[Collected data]
=======

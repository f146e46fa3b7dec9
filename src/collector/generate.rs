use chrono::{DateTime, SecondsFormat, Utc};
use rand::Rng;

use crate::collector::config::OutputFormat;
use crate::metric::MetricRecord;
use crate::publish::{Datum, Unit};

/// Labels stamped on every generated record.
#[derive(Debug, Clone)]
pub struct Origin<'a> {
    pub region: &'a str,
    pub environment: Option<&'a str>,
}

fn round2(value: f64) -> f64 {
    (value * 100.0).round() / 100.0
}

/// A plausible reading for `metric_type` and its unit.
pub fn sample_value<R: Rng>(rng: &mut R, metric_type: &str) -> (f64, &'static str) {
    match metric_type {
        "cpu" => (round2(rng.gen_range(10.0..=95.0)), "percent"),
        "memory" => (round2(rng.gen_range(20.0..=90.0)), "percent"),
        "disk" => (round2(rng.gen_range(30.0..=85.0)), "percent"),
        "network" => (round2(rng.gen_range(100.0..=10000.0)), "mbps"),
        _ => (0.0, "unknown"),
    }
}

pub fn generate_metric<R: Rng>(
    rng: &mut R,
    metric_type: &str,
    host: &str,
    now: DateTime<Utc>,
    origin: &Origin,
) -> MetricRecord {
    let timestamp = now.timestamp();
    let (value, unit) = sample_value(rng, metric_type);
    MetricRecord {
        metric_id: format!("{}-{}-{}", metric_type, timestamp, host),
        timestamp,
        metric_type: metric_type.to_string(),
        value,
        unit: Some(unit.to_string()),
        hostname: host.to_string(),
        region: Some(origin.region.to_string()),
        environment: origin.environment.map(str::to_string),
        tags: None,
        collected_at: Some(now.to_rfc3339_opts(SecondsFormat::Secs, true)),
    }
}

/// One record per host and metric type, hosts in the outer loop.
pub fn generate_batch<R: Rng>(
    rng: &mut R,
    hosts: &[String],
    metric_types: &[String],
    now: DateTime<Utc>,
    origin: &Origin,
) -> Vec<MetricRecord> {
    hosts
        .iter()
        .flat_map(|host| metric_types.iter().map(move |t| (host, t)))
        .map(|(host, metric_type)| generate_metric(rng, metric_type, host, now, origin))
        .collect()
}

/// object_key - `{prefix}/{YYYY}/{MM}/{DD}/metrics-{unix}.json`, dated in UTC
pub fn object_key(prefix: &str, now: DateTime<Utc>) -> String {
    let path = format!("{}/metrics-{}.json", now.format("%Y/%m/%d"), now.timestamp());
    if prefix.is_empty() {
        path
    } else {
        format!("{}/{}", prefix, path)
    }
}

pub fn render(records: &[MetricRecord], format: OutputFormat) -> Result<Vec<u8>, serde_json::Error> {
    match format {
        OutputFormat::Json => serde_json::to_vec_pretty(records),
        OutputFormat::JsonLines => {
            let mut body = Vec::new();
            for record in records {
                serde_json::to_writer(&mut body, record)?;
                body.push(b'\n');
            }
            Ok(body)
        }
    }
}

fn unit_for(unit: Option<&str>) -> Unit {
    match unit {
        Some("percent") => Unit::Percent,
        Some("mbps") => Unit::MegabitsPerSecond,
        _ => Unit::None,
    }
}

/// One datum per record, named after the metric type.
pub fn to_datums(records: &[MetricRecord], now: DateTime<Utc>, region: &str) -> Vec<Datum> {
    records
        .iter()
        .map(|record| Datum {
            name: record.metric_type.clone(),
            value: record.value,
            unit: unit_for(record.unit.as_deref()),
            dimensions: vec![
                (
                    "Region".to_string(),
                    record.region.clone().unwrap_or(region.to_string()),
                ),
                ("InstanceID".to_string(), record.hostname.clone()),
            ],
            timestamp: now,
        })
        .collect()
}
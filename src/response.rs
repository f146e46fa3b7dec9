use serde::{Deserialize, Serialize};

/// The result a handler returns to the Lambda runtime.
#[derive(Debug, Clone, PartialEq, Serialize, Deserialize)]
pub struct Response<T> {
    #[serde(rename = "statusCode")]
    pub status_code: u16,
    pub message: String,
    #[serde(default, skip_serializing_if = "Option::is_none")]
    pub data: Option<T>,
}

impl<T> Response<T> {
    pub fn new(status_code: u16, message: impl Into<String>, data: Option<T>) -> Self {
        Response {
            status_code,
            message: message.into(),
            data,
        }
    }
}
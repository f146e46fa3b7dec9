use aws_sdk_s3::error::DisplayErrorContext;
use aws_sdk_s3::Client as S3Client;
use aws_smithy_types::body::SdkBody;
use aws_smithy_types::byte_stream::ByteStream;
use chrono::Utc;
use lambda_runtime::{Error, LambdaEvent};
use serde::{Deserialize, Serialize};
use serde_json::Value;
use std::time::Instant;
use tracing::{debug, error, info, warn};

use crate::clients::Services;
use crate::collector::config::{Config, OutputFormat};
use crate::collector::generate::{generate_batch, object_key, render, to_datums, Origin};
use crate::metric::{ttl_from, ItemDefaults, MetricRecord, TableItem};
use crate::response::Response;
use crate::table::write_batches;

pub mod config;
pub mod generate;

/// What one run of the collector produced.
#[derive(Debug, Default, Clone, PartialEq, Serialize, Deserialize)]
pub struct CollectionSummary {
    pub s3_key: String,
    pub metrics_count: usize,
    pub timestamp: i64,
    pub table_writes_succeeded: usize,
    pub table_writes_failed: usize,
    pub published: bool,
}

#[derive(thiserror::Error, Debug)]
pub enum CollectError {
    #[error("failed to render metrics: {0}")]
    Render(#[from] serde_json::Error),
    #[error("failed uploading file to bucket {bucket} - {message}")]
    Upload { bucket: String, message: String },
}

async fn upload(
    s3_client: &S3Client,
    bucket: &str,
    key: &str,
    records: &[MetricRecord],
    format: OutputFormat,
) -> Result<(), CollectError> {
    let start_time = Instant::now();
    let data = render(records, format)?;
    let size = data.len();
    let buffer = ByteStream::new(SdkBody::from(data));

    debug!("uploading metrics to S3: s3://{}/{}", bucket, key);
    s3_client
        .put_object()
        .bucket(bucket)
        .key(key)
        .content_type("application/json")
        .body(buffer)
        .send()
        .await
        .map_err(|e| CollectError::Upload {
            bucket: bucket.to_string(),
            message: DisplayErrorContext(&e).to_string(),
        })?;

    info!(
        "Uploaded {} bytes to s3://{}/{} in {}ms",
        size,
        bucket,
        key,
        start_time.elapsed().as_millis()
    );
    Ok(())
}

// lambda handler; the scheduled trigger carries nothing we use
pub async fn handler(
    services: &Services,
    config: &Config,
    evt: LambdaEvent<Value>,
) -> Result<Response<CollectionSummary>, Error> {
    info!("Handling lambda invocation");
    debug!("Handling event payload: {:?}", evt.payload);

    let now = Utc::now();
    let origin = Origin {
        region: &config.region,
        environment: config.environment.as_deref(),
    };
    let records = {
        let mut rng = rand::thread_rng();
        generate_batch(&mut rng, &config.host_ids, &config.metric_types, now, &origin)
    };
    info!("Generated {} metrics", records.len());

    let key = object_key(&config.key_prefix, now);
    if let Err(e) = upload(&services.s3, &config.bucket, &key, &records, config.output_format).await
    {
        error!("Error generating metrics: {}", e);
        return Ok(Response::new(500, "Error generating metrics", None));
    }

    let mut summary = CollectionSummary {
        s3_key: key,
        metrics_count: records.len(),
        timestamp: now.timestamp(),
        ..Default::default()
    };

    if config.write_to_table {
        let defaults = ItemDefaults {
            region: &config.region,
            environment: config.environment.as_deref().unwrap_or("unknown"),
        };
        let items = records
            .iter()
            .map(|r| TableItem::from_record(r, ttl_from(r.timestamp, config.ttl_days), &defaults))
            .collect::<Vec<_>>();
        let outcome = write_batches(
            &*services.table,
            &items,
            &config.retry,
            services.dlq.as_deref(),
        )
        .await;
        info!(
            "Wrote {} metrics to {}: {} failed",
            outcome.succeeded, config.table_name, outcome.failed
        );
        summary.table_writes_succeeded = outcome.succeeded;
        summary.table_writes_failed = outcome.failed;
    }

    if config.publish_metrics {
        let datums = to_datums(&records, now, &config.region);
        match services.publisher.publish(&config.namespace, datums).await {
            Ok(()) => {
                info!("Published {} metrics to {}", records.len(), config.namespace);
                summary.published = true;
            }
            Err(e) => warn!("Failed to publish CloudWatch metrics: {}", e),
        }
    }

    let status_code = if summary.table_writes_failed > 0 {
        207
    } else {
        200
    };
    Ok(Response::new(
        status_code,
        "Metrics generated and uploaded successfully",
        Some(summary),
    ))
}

=======

Directions for this task:
Write out each line above with the word "path".

Completed exercise:
    let path = format!("{}/metrics-{}.json", now.format("%Y/%m/%d"), now.timestamp());
        path
        format!("{}/{}", prefix, path)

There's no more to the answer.